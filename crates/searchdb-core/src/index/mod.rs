//! SQLite FTS4 search index.
//!
//! This module provides:
//! - The two-table storage layout (FTS4 index + display metadata)
//! - Atomic indexing and removal under explicit transactions
//! - Query normalization and `matchinfo()`-based ranking

mod database;
mod query;
mod rank;
mod schema;
mod transaction;
mod types;

pub use database::{SearchDatabase, IN_MEMORY};
pub use query::{format_query, normalize, NormalizedQuery};
pub use rank::{rank_score, register_ranking_function, ColumnHits, MatchInfo, MatchInfoError};
pub use schema::{SchemaManager, SchemaStats};
pub use transaction::TransactionState;
pub use types::{DocumentMetadata, FieldWeight, IndexRequest, SearchResult, SearchableFields};
//! SearchDB - embedded full-text search over SQLite FTS4.
//!
//! Documents carry five text fields of increasing importance
//! (`weight0`..`weight4`) plus display metadata. Searches are normalized into
//! prefix queries, ranked by weighted `matchinfo()` hit ratios scaled by a
//! per-document boost, and returned with highlighted snippets.
//!
//! [`SearchDatabase`] is the storage engine. [`SearchManager`] layers named
//! databases, a prioritized task queue, and favorite/backup delegates on top.
//!
//! # Example
//!
//! ```rust
//! use searchdb::{DocumentMetadata, FieldWeight, SearchDatabase, SearchableFields, IN_MEMORY};
//!
//! fn main() -> searchdb::Result<()> {
//!     let mut db = SearchDatabase::open(IN_MEMORY)?;
//!
//!     let fields = SearchableFields::new()
//!         .with(FieldWeight::Weight4, "Quarterly status report")
//!         .with(FieldWeight::Weight1, "Numbers for the third quarter");
//!     let metadata = DocumentMetadata::new("Q3 report", "docs://q3");
//!     db.index("docs", "q3", "en", 1.0, &fields, &metadata)?;
//!
//!     let results = db.search("status rep", 10, 0, false)?;
//!     assert_eq!(results[0].title, "Q3 report");
//!     Ok(())
//! }
//! ```

pub mod config;
pub mod error;
pub mod index;
pub mod manager;
pub mod retry;
pub mod task;

// Re-export commonly used types
pub use config::{SearchDbConfig, SnippetConfig};
pub use error::{Result, SearchDbError};
pub use index::{
    format_query, normalize, rank_score, DocumentMetadata, FieldWeight, IndexRequest, MatchInfo,
    NormalizedQuery, SearchDatabase, SearchResult, SearchableFields, TransactionState, IN_MEMORY,
};
pub use manager::{BackupSearch, FavoriteLookup, SearchManager, TaskReport};
pub use retry::RetryConfig;
pub use task::{IndexObserver, SearchTask, SearchTaskWorker};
◆ ◆ ◆
- **Work required**
Please state the number of lines in the data above that hold the word "SQLite", without any other text.

- **Reply to the task**
2